Fa riflettere anche il lavoro precario. “La stragrande maggioranza delle assunzioni avviene a tempo determinato, con 333.694 posti su 495.671. In questo caso il calo è solo del 0,8% sul primo trimestre 2018. Sono invece in grande crescita, forse grazie al decreto Dignità, le assunzioni a tempo indeterminato, che aumentano del 20,2%. Ma sono pochissime, solo 58.524. In crollo i nuovi contratti di somministrazione, -36,4%, che rimangono comunque di più dei nuovi contratti a tempo indeterminato. A soffrire di più il settore manifatturiero e quello dei servizi, in cui il saldo tra nuovi posti e cessazioni rimane positivo, ma che a livello di nuove assunzioni vedono dei cali importanti, rispettivamente del 20,7% e del 5,5%”.

Dal quadro messo insieme da Truenumbers emerge questa realtà: “Nel complesso il rapporto tra ricchezza netta e reddito è maggiore in Emilia Romagna che in Italia, 9 a 8,5. La regione appare certamente più ricca, ma anche più immobile, del resto del Paese. Certamente negli ultimi anni ha puntato più a un incremento del lavoro, pur precario e pagato poco, che a uno del patrimonio“. Non proprio “un passo avanti”, come vorrebbe far credere Bonaccini.

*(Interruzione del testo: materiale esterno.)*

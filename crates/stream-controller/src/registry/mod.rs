//! Stream registry.
//!
//! Maps caller-supplied stream keys to stream configurations and is the
//! only shared mutable state in the service.
//!
//! # Architecture
//!
//! ```text
//!                    Arc<StreamRegistry>
//!              ┌──────────────────────────────┐
//!              │ RwLock<RegistryState {       │
//!              │   entries: HashMap<Key,      │
//!              │     StreamEntry>,            │
//!              │   next_seq,                  │
//!              │ }>                           │
//!              └───────────────┬──────────────┘
//!                              │ lock released
//!                              ▼
//!                   Arc<dyn StreamProcessor>
//!                 start / stop / restart / info
//! ```
//!
//! Decisions that must be atomic with a write (capacity checks, victim
//! selection) run inside `StreamRegistry::transact`. Processor notifications
//! always happen afterwards, outside the lock.

pub mod entry;
pub mod store;

pub use entry::{RegistryState, StreamEntry};
pub use store::StreamRegistry;
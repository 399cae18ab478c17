//! HTTP routes for the stream controller.
//!
//! Defines the Axum router and application state.

use crate::config::Config;
use crate::handlers;
use crate::middleware::{http_metrics_middleware, require_basic_auth, AuthState};
use crate::registry::StreamRegistry;
use crate::services::admission::AdmissionController;
use crate::services::batch::BatchExecutor;
use crate::services::stream_processor::StreamProcessor;
use axum::{
    middleware,
    routing::{get, post},
    Router,
};
use metrics_exporter_prometheus::PrometheusHandle;
use std::sync::Arc;
use std::time::Duration;
use tower_http::{timeout::TimeoutLayer, trace::TraceLayer};

/// Application state shared across all handlers.
#[derive(Clone)]
pub struct AppState {
    /// Service configuration.
    pub config: Arc<Config>,

    /// The stream registry.
    pub registry: Arc<StreamRegistry>,

    /// Capacity enforcement in front of the registry.
    pub admission: Arc<AdmissionController>,

    /// Multi-stream add/delete.
    pub batch: BatchExecutor,
}

impl AppState {
    /// Wire a registry, admission controller and batch executor around
    /// `processor`.
    pub fn new(config: Config, processor: Arc<dyn StreamProcessor>) -> Self {
        let registry = Arc::new(StreamRegistry::new(processor));
        let admission = Arc::new(AdmissionController::new(
            registry.clone(),
            config.max_streams,
            config.eviction_policy,
        ));
        let batch = BatchExecutor::new(admission.clone(), registry.clone());

        Self {
            config: Arc::new(config),
            registry,
            admission,
            batch,
        }
    }
}

/// Build the application routes.
///
/// Creates an Axum router with:
/// - `/health` - Liveness probe with registry occupancy - public
/// - `/metrics` - Prometheus metrics endpoint - public
/// - `/streams`, `/streams/multi/control/*`, `/stream/:key/*` - stream
///   control, behind Basic auth when credentials are configured
/// - TraceLayer for request logging
/// - HTTP metrics middleware
/// - Request timeout from `SC_REQUEST_TIMEOUT_SECONDS`
pub fn build_routes(state: Arc<AppState>, metrics_handle: PrometheusHandle) -> Router {
    let timeout = Duration::from_secs(state.config.request_timeout_seconds);

    let public_routes = Router::new()
        .route("/health", get(handlers::health_check))
        .with_state(state.clone());

    let metrics_routes = Router::new()
        .route("/metrics", get(handlers::metrics_handler))
        .with_state(metrics_handle);

    let mut stream_routes = Router::new()
        .route("/streams", get(handlers::list_streams))
        .route("/streams/multi/control/add", post(handlers::add_streams))
        .route(
            "/streams/multi/control/delete",
            post(handlers::delete_streams),
        )
        .route("/stream/:key/add", post(handlers::add_stream))
        .route("/stream/:key/edit", post(handlers::edit_stream))
        .route("/stream/:key/delete", get(handlers::delete_stream))
        .route("/stream/:key/reload", get(handlers::reload_stream))
        .route("/stream/:key/info", get(handlers::stream_info));

    if let Some(credentials) = state.config.api_credentials.clone() {
        let auth_state = Arc::new(AuthState::from(credentials));
        stream_routes = stream_routes.route_layer(middleware::from_fn_with_state(
            auth_state,
            require_basic_auth,
        ));
    }

    // Layer order (bottom-to-top execution):
    // 1. TimeoutLayer - Timeout the request (innermost)
    // 2. TraceLayer - Log request details
    // 3. http_metrics_middleware - Record ALL responses (outermost)
    public_routes
        .merge(metrics_routes)
        .merge(stream_routes.with_state(state))
        .layer(TimeoutLayer::new(timeout))
        .layer(TraceLayer::new_for_http())
        .layer(middleware::from_fn(http_metrics_middleware))
}
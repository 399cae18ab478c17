//! Stream Controller error types.
//!
//! All errors render the uniform `{status: 0, payload: "<message>"}` envelope
//! via the `IntoResponse` impl. The message is the error's `Display` text,
//! returned verbatim.

use crate::models::Envelope;
use axum::{
    http::StatusCode,
    response::{IntoResponse, Response},
    Json,
};
use thiserror::Error;

/// Stream Controller error type.
///
/// Maps to HTTP status codes:
/// - EmptyBatch, Validation: 400 Bad Request
/// - Unauthorized: 401 Unauthorized
/// - NotFound, CapacityEviction, Storage, Internal: 500 Internal Server Error
///
/// `NotFound` maps to 500 like every other registry failure on a
/// single-stream endpoint.
#[derive(Debug, Clone, Error, PartialEq, Eq)]
pub enum ScError {
    #[error("validation error: batch contains no streams")]
    EmptyBatch,

    #[error("validation error: {0}")]
    Validation(String),

    #[error("stream not found: {0}")]
    NotFound(String),

    #[error("eviction failed: {0}")]
    CapacityEviction(String),

    #[error("storage error: {0}")]
    Storage(String),

    #[error("unauthorized")]
    Unauthorized,

    #[error("internal error")]
    Internal,
}

impl ScError {
    /// Returns the HTTP status code for this error (for metrics recording).
    pub fn status_code(&self) -> u16 {
        match self {
            ScError::EmptyBatch | ScError::Validation(_) => 400,
            ScError::Unauthorized => 401,
            ScError::NotFound(_)
            | ScError::CapacityEviction(_)
            | ScError::Storage(_)
            | ScError::Internal => 500,
        }
    }
}

impl IntoResponse for ScError {
    fn into_response(self) -> Response {
        let status = StatusCode::from_u16(self.status_code())
            .unwrap_or(StatusCode::INTERNAL_SERVER_ERROR);

        match &self {
            ScError::Storage(err) | ScError::CapacityEviction(err) => {
                tracing::error!(target: "sc.errors", error = %err, "Stream operation failed");
            }
            ScError::Internal => {
                tracing::error!(target: "sc.errors", "Internal error");
            }
            ScError::NotFound(key) => {
                tracing::debug!(target: "sc.errors", stream = %key, "Stream not found");
            }
            ScError::EmptyBatch | ScError::Validation(_) | ScError::Unauthorized => {
                tracing::debug!(target: "sc.errors", error = %self, "Request rejected");
            }
        }

        let mut response =
            (status, Json(Envelope::<String>::failure(self.to_string()))).into_response();

        if status == StatusCode::UNAUTHORIZED {
            if let Ok(header_value) = "Basic realm=\"stream-controller\"".parse() {
                response
                    .headers_mut()
                    .insert("WWW-Authenticate", header_value);
            }
        }

        response
    }
}
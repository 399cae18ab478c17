//! Prometheus metrics endpoint handler.
//!
//! Unauthenticated so Prometheus can scrape it. Labels never carry stream
//! keys or configuration.

use axum::{extract::State, response::IntoResponse};
use metrics_exporter_prometheus::PrometheusHandle;

/// Handler for GET /metrics
///
/// Returns Prometheus text format:
/// ```text
/// # TYPE sc_admissions_total counter
/// sc_admissions_total{outcome="inserted"} 4
/// ```
#[tracing::instrument(skip_all, name = "sc.metrics.scrape")]
pub async fn metrics_handler(State(handle): State<PrometheusHandle>) -> impl IntoResponse {
    handle.render()
}
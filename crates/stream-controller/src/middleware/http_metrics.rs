//! HTTP metrics middleware for capturing all request/response metrics.
//!
//! Runs outermost so framework-level responses (404, 405, 415, timeouts) are
//! counted alongside handler responses.

use axum::{extract::Request, middleware::Next, response::Response};
use std::time::Instant;

use crate::observability::metrics::record_http_request;

/// Record method, normalized path, status and duration for every response.
pub async fn http_metrics_middleware(request: Request, next: Next) -> Response {
    let start = Instant::now();
    let method = request.method().to_string();
    let path = request.uri().path().to_string();

    let response = next.run(request).await;

    record_http_request(
        &method,
        &path,
        response.status().as_u16(),
        start.elapsed(),
    );

    response
}

#[cfg(test)]
#[allow(clippy::unwrap_used, clippy::expect_used)]
mod tests {
    use super::*;
    use axum::{
        body::Body,
        http::{Request as HttpRequest, StatusCode},
        middleware,
        routing::get,
        Router,
    };
    use tower::ServiceExt;

    async fn handler_200() -> &'static str {
        "OK"
    }

    async fn handler_500() -> (StatusCode, &'static str) {
        (StatusCode::INTERNAL_SERVER_ERROR, "Error")
    }

    fn test_app() -> Router {
        Router::new()
            .route("/stream/:key/info", get(handler_200))
            .route("/streams", get(handler_500))
            .layer(middleware::from_fn(http_metrics_middleware))
    }

    async fn status_of(uri: &str) -> StatusCode {
        let request = HttpRequest::builder()
            .method("GET")
            .uri(uri)
            .body(Body::empty())
            .expect("request builder should succeed");

        test_app()
            .oneshot(request)
            .await
            .expect("request should succeed")
            .status()
    }

    #[tokio::test]
    async fn test_middleware_passes_through_success() {
        assert_eq!(status_of("/stream/cam1/info").await, StatusCode::OK);
    }

    #[tokio::test]
    async fn test_middleware_passes_through_error() {
        assert_eq!(
            status_of("/streams").await,
            StatusCode::INTERNAL_SERVER_ERROR
        );
    }

    #[tokio::test]
    async fn test_middleware_sees_not_found() {
        assert_eq!(status_of("/nonexistent").await, StatusCode::NOT_FOUND);
    }
}
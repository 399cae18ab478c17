//! Observability for the stream controller.
//!
//! Provides Prometheus metric definitions and the recorder installer used by
//! the binary. Logging goes through `tracing` with `sc.<module>` targets.

pub mod metrics;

“Non corre, anzi galoppa la cassa integrazione in Emilia Romagna tanto che, da un raffronto tra settembre 2018 e settembre 2019, segna un + 267,7%. Schizzando da 543.943 a 1.999.889 ore. L’incremento maggiore (+2.770,2%) lo registra la cassa straordinaria (da 45.093 a 1.294.254 ore). Segue la deroga con +635,5% (da 533 a 635,5 ore). Chiude la cassa ordinaria con un +40.8% (da 498.317 a 701.715 ore)”. Così la Uil regionale. “Troppe ombre incombono sull’economia dell’Emilia Romagna”, ha commentato di recente il segretario generale Uil Emilia Romagna, Giuliano Zignani. “La Cig è il vero termometro dello stato di salute lavorativo e questi dati dati non sono davvero molto incoraggianti. Così non va. E’ evidente. Se si ferma l’economia emiliano-romagnola, si ferma il Paese, essendo sul podio delle regioni che sono il motore economico-produttivo nazionale”.

Diamo infine uno sguardo in particolare al turismo mettendo gli occhi sui rapporti annuali elaborati dalla Regione Emilia Romagna. Nel 2008 in regione c’erano 4.612 alberghi con 288.020 posti letto complessivi. Dieci anni dopo gli hotel sono precipitati a 4.288 e i posti letto sono rimasti pressoché uguali (289.590). Le strutture hanno mediamente le stesse camere e posti letto: rispettivamente 33 e 62 nel 2008 contro 34,3 e 67,5 nel 2018. Gli alberghi di categoria superiore sono aumentati? Se si considera che nel decennio 1999-2008 l’insieme delle strutture a 5, 4 e 3 stelle è passato da 2.126 unità a 2.884 unità (incremento del 36%), e i posti letto relativi a queste tipologie di alberghi sono aumentati del 43%, in dieci anni non è migliorato praticamente nulla, anzi si è andati indietro: 2.864 alberghi a 5, 4 e 3 stelle nel 2018 per 230.232 posti letto.
La permanenza media in regione era di 4,4 giorni nel 2008 ed è stata di 4,94 nel 2018. In Riviera era di 6 giorni ed è scesa a 4,94.
Sempre in tema Riviera: dai 3.219 alberghi e 210.813 posti letto del 2008, si è passati a 3.125 alberghi e 217.067 posti letto. Le strutture avevano mediamente 34 camere e 65 posti letto e un decennio dopo i progressi sono stati pochini: 34,8 camere e 69,5 posti letto.
L’indice medio di utilizzo era del 28% (se non si considerano le chiusure stagionali) e del 55% (periodi di apertura effettiva) ed ora è del 28,3% e del 59,8%.
Nel 2008 la Riviera raccoglieva il 73% delle presenze in ambito regionale, nel 2018 il 70%.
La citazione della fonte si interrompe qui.